The novel opens not with the the death of Roger Ackroyd as you might expect, but with the suspected suicide of Mrs Ferrars. Her death is quickly swept aside however when Ackroyd is discovered dead in his study, a fatal stab wound to his neck. They’re not entirely unconnected, the two victims having been lovers, Ackroyd receives a letter revealing the blackmailer that led to her death on the night of his own demise. Our narrator, Dr James Sheppard, was present when the letter arrived and witnessed first hand the uneasiness of Ackroyd, anxiously asking him to check that his window is locked. In the story that follows, world renowned detective Hercule Poirot comes out of retirement to investigate, and all those with a connection to Ackroyd appear to have a motive.

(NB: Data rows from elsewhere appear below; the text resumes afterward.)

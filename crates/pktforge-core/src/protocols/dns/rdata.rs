use std::fmt;
use std::net::{Ipv4Addr, Ipv6Addr};
use std::sync::LazyLock;

use serde::Serialize;

use crate::codec::packet::hex;
use crate::codec::{BuildError, CodecError, DispatchTable, Element, RawView, check_width};
use crate::protocols::numbers::DnsResourceRecordType;

use super::layout;
use super::name::{DnsDomainName, labels_as_text};

/// Record data, decoded according to the record type.
#[derive(Debug, Clone, PartialEq, Eq, Hash, Serialize)]
pub enum DnsRData {
    A(Ipv4Addr),
    Aaaa(Ipv6Addr),
    /// NS, MD, MF, CNAME, MB, MG, MR and PTR all carry a single name.
    DomainName(DnsDomainName),
    Mx {
        preference: u16,
        exchange: DnsDomainName,
    },
    Txt(#[serde(serialize_with = "labels_as_text")] Vec<Vec<u8>>),
    Soa {
        mname: DnsDomainName,
        rname: DnsDomainName,
        serial: u32,
        refresh: u32,
        retry: u32,
        expire: u32,
        minimum: u32,
    },
    Unknown(Vec<u8>),
}

impl DnsRData {
    /// Each TXT character-string carries a one-octet length, and the whole
    /// record data must fit RDLENGTH.
    pub fn validate(&self) -> Result<(), BuildError> {
        if let DnsRData::Txt(strings) = self {
            for string in strings {
                check_width(
                    "DNS",
                    "character_string_length",
                    string.len() as u64,
                    layout::CHARACTER_STRING_LEN_BITS,
                )?;
            }
        }
        check_width("DNS", "rd_length", self.length() as u64, layout::RD_LENGTH_BITS)
    }

    pub fn write_to(&self, out: &mut Vec<u8>) {
        match self {
            DnsRData::A(addr) => out.extend_from_slice(&addr.octets()),
            DnsRData::Aaaa(addr) => out.extend_from_slice(&addr.octets()),
            DnsRData::DomainName(name) => name.write_to(out),
            DnsRData::Mx {
                preference,
                exchange,
            } => {
                out.extend_from_slice(&preference.to_be_bytes());
                exchange.write_to(out);
            }
            DnsRData::Txt(strings) => {
                for string in strings {
                    out.push(string.len() as u8);
                    out.extend_from_slice(string);
                }
            }
            DnsRData::Soa {
                mname,
                rname,
                serial,
                refresh,
                retry,
                expire,
                minimum,
            } => {
                mname.write_to(out);
                rname.write_to(out);
                for value in [serial, refresh, retry, expire, minimum] {
                    out.extend_from_slice(&value.to_be_bytes());
                }
            }
            DnsRData::Unknown(data) => out.extend_from_slice(data),
        }
    }

    pub fn raw_data(&self) -> Vec<u8> {
        let mut out = Vec::with_capacity(self.length());
        self.write_to(&mut out);
        out
    }
}

impl Element for DnsRData {
    fn length(&self) -> usize {
        match self {
            DnsRData::A(_) => 4,
            DnsRData::Aaaa(_) => 16,
            DnsRData::DomainName(name) => name.length(),
            DnsRData::Mx { exchange, .. } => layout::MX_PREFERENCE_LEN + exchange.length(),
            DnsRData::Txt(strings) => strings.iter().map(|s| s.len() + 1).sum(),
            DnsRData::Soa { mname, rname, .. } => {
                mname.length() + rname.length() + layout::SOA_FIXED_LEN
            }
            DnsRData::Unknown(data) => data.len(),
        }
    }
}

impl fmt::Display for DnsRData {
    fn fmt(&self, f: &mut fmt::Formatter<'_>) -> fmt::Result {
        match self {
            DnsRData::A(addr) => write!(f, "{}", addr),
            DnsRData::Aaaa(addr) => write!(f, "{}", addr),
            DnsRData::DomainName(name) => write!(f, "{}", name),
            DnsRData::Mx {
                preference,
                exchange,
            } => write!(f, "{} {}", preference, exchange),
            DnsRData::Txt(strings) => {
                let strings = strings
                    .iter()
                    .map(|s| format!("\"{}\"", String::from_utf8_lossy(s)))
                    .collect::<Vec<_>>();
                f.write_str(&strings.join(" "))
            }
            DnsRData::Soa {
                mname,
                rname,
                serial,
                refresh,
                retry,
                expire,
                minimum,
            } => write!(
                f,
                "{} {} {} {} {} {} {}",
                mname, rname, serial, refresh, retry, expire, minimum
            ),
            DnsRData::Unknown(data) => write!(f, "0x{}", hex(data)),
        }
    }
}

type RDataDecoder = fn(RawView<'_>) -> Result<DnsRData, CodecError>;

static RDATA_DECODERS: LazyLock<DispatchTable<RDataDecoder>> = LazyLock::new(|| {
    let mut table = DispatchTable::new(decode_unknown as RDataDecoder)
        .with(DnsResourceRecordType::A.value(), decode_a as RDataDecoder)
        .with(DnsResourceRecordType::AAAA.value(), decode_aaaa as RDataDecoder)
        .with(DnsResourceRecordType::MX.value(), decode_mx as RDataDecoder)
        .with(DnsResourceRecordType::TXT.value(), decode_txt as RDataDecoder)
        .with(DnsResourceRecordType::SOA.value(), decode_soa as RDataDecoder);
    for rr_type in [
        DnsResourceRecordType::NS,
        DnsResourceRecordType::MD,
        DnsResourceRecordType::MF,
        DnsResourceRecordType::CNAME,
        DnsResourceRecordType::MB,
        DnsResourceRecordType::MG,
        DnsResourceRecordType::MR,
        DnsResourceRecordType::PTR,
    ] {
        table = table.with(rr_type.value(), decode_domain_name as RDataDecoder);
    }
    table
});

/// Decode RDATA occupying exactly `view`.
pub fn decode_rdata(
    rr_type: DnsResourceRecordType,
    view: RawView<'_>,
) -> Result<DnsRData, CodecError> {
    let rdata = RDATA_DECODERS.get(rr_type.value())(view.within("DNS RDATA"))?;
    if rdata.length() != view.len() {
        return Err(view.malformed(format!(
            "{} data covers {} bytes, RDLENGTH is {}",
            rr_type.name(),
            rdata.length(),
            view.len()
        )));
    }
    Ok(rdata)
}

fn decode_a(view: RawView<'_>) -> Result<DnsRData, CodecError> {
    let octets = view.read_array::<4>(0)?;
    Ok(DnsRData::A(Ipv4Addr::from(octets)))
}

fn decode_aaaa(view: RawView<'_>) -> Result<DnsRData, CodecError> {
    let octets = view.read_array::<16>(0)?;
    Ok(DnsRData::Aaaa(Ipv6Addr::from(octets)))
}

fn decode_domain_name(view: RawView<'_>) -> Result<DnsRData, CodecError> {
    Ok(DnsRData::DomainName(DnsDomainName::parse(&view)?))
}

fn decode_mx(view: RawView<'_>) -> Result<DnsRData, CodecError> {
    let preference = view.read_u16_be(0)?;
    let exchange = DnsDomainName::parse(&view.tail(layout::MX_PREFERENCE_LEN)?)?;
    Ok(DnsRData::Mx {
        preference,
        exchange,
    })
}

fn decode_txt(view: RawView<'_>) -> Result<DnsRData, CodecError> {
    let mut strings = Vec::new();
    let mut cursor = 0;
    while cursor < view.len() {
        let len = usize::from(view.read_u8(cursor)?);
        strings.push(view.read_slice(cursor + 1..cursor + 1 + len)?.to_vec());
        cursor += 1 + len;
    }
    Ok(DnsRData::Txt(strings))
}

fn decode_soa(view: RawView<'_>) -> Result<DnsRData, CodecError> {
    let mname = DnsDomainName::parse(&view)?;
    let rest = view.tail(mname.length())?;
    let rname = DnsDomainName::parse(&rest)?;
    let fixed = rest.tail(rname.length())?;
    fixed.require_len(layout::SOA_FIXED_LEN)?;
    Ok(DnsRData::Soa {
        mname,
        rname,
        serial: fixed.read_u32_be(0)?,
        refresh: fixed.read_u32_be(4)?,
        retry: fixed.read_u32_be(8)?,
        expire: fixed.read_u32_be(12)?,
        minimum: fixed.read_u32_be(16)?,
    })
}

fn decode_unknown(view: RawView<'_>) -> Result<DnsRData, CodecError> {
    Ok(DnsRData::Unknown(view.bytes().to_vec()))
}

Sheppard acts in the role of assistant and is constantly confused by Poirot’s methods.
Christie masterfully portrays her characters, Sheppard’s sister Caroline is introduced in the early pages of the book and her profile immediately gives you a sense of her. She has an uncanny ability to find out what’s happening in the lives of her neighbours without ever having to leave the house, and frustrates her brother by constantly knowing more than him. Poirot too offers some light relief, being introduced in a marrow throwing incident. He has his little eccentricities and although willing to share his discoveries, he keeps his conclusions to himself until the end.
Sheppard’s account remains as impartial as possible, Poirot commenting on his diligence in his note making when shared, but noting also that he modestly writes himself out of the narrative. There are moments where Sheppard can be a slightly frustrating narrator, seemingly so trusting of those involved that even the most suspicious behaviours barely make an impression.
Poirot carefully uncovers the secrets of each suspect, explaining away their motives with reason and fact. All these small reveals keep you hooked throughout, but as some characters barely feature it is occasionally hard to muster enthusiasm for the truth behind their deceptions, yet the final revelation will leave you flabbergasted. The reader is given enough information to deduce the solution, but I found myself quashing my suspicions when I’d landed on the truth, unable to believe it could be true. I’d be interested in re-reading the novel knowing the conclusion to fully appreciate the clever storytelling that obscures the truth until the appropriate moment.
Christie weaves a complex web of intrigue that will make you constantly question your assumptions. A good cosy murder mystery with a dubious host of characters, perfect for the long winter nights.